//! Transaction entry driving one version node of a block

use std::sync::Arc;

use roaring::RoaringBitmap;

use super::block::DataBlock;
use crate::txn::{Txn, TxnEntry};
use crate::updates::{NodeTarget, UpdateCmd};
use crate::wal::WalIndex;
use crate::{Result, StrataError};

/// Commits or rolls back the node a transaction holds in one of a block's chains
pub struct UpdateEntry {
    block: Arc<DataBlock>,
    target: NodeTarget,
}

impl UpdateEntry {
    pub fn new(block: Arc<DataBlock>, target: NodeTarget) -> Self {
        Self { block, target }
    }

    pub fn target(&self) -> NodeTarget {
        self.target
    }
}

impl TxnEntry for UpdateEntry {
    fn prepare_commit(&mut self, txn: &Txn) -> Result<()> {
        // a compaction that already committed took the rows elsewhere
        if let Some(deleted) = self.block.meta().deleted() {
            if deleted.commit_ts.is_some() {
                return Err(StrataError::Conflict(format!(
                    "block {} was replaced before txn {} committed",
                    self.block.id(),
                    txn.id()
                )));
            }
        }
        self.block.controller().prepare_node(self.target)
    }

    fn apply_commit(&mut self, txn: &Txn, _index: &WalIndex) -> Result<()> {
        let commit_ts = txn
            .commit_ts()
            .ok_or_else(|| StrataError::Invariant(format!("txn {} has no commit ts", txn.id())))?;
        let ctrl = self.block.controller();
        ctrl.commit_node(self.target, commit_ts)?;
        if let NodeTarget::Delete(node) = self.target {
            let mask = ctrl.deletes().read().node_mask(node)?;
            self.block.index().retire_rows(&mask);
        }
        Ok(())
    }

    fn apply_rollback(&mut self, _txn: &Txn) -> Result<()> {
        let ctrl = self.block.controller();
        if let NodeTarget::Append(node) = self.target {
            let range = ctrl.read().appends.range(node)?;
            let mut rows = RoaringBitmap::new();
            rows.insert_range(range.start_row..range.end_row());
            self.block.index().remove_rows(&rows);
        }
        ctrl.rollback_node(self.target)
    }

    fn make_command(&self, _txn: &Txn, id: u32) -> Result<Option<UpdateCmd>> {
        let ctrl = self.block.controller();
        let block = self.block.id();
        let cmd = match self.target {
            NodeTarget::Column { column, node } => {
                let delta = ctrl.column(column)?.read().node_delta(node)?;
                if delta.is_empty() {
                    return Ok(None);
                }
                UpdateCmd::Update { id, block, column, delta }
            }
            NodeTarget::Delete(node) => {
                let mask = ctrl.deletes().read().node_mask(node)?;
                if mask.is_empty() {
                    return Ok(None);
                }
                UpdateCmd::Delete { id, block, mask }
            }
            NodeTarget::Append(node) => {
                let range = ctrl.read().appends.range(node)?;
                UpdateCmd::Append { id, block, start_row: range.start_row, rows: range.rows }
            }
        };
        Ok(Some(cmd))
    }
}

**ACTION ITEM:** Scan the records for the word "deletes", and copy each line where it is found.

**ANSWER:**
            let mask = ctrl.deletes().read().node_mask(node)?;
                let mask = ctrl.deletes().read().node_mask(node)?;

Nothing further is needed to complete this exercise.